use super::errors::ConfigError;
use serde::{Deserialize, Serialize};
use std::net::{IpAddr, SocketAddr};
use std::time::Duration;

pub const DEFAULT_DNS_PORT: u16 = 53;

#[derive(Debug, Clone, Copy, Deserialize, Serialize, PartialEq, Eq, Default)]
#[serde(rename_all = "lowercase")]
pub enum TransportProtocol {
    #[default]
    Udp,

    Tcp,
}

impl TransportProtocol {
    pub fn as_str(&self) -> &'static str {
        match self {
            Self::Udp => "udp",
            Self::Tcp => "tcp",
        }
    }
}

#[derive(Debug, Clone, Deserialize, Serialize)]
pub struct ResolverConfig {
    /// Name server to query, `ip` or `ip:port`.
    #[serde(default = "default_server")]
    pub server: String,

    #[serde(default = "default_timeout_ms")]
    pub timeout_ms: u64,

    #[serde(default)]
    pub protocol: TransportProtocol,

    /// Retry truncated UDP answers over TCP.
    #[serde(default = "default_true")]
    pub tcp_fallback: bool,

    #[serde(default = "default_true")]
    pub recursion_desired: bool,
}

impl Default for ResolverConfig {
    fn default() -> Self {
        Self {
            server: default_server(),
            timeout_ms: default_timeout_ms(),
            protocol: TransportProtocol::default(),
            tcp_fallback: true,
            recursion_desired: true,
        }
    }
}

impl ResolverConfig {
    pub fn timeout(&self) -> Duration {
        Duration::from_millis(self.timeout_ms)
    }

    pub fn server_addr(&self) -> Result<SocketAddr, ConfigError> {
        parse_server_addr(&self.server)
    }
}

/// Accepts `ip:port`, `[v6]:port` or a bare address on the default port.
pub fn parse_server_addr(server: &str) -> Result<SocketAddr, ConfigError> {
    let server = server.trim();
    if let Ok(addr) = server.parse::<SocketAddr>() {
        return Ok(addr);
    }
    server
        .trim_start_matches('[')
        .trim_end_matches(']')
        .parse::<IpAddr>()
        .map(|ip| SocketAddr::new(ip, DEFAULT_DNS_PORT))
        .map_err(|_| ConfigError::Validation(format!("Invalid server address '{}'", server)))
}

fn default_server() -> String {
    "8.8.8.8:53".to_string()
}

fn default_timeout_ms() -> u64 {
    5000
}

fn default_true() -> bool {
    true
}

——

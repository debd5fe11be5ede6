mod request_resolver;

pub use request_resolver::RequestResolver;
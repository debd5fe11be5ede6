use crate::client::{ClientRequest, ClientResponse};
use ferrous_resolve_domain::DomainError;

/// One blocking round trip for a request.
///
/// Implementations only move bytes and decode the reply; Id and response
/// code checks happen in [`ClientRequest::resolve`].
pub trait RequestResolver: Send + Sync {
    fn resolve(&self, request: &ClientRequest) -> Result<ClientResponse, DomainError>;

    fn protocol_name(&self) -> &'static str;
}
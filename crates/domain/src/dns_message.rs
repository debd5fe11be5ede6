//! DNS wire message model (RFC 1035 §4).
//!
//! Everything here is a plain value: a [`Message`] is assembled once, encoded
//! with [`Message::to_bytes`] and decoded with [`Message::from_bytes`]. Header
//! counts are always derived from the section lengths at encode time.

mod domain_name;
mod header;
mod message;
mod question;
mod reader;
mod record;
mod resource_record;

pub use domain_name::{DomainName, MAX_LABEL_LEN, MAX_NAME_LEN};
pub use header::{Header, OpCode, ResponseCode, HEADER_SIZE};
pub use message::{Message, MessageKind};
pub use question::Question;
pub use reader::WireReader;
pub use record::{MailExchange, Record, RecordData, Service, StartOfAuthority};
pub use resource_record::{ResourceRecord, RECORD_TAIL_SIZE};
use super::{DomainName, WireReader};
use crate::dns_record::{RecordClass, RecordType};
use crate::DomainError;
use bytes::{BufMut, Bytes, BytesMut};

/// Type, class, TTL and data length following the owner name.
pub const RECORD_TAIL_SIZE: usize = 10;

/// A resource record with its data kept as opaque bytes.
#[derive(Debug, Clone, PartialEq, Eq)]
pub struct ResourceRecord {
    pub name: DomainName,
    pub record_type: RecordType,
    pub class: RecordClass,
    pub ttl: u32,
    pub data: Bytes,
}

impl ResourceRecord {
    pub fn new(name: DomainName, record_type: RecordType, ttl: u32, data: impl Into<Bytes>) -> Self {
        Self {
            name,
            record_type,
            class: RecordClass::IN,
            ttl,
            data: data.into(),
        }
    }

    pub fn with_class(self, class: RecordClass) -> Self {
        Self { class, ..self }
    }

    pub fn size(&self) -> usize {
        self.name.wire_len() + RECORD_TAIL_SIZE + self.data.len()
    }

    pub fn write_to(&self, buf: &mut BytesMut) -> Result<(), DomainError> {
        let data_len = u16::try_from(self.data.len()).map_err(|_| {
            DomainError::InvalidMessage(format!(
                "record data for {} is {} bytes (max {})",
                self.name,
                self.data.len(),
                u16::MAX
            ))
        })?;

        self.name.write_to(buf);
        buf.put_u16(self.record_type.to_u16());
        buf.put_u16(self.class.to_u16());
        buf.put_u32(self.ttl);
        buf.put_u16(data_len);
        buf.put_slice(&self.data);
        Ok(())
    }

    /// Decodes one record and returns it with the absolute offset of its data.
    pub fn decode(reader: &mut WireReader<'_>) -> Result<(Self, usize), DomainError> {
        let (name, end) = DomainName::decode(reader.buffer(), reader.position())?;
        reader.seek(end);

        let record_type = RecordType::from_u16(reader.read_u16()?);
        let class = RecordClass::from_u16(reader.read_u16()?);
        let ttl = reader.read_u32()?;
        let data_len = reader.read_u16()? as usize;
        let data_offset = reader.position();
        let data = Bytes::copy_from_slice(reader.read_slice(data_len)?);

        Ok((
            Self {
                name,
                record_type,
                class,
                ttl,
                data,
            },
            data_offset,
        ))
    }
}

——

**YOUR INSTRUCTIONS:**
Using the data above, reproduce exactly the lines from the line that contains "filename crates/domain/src/dns_message.rs" through the line that contains "mod message;", including both.

**REPLY:**
filename crates/domain/src/dns_message.rs
repository debd5fe11be5ede6
//! DNS wire message model (RFC 1035 §4).
//!
//! Everything here is a plain value: a [`Message`] is assembled once, encoded
//! with [`Message::to_bytes`] and decoded with [`Message::from_bytes`]. Header
//! counts are always derived from the section lengths at encode time.

mod domain_name;
mod header;
mod message;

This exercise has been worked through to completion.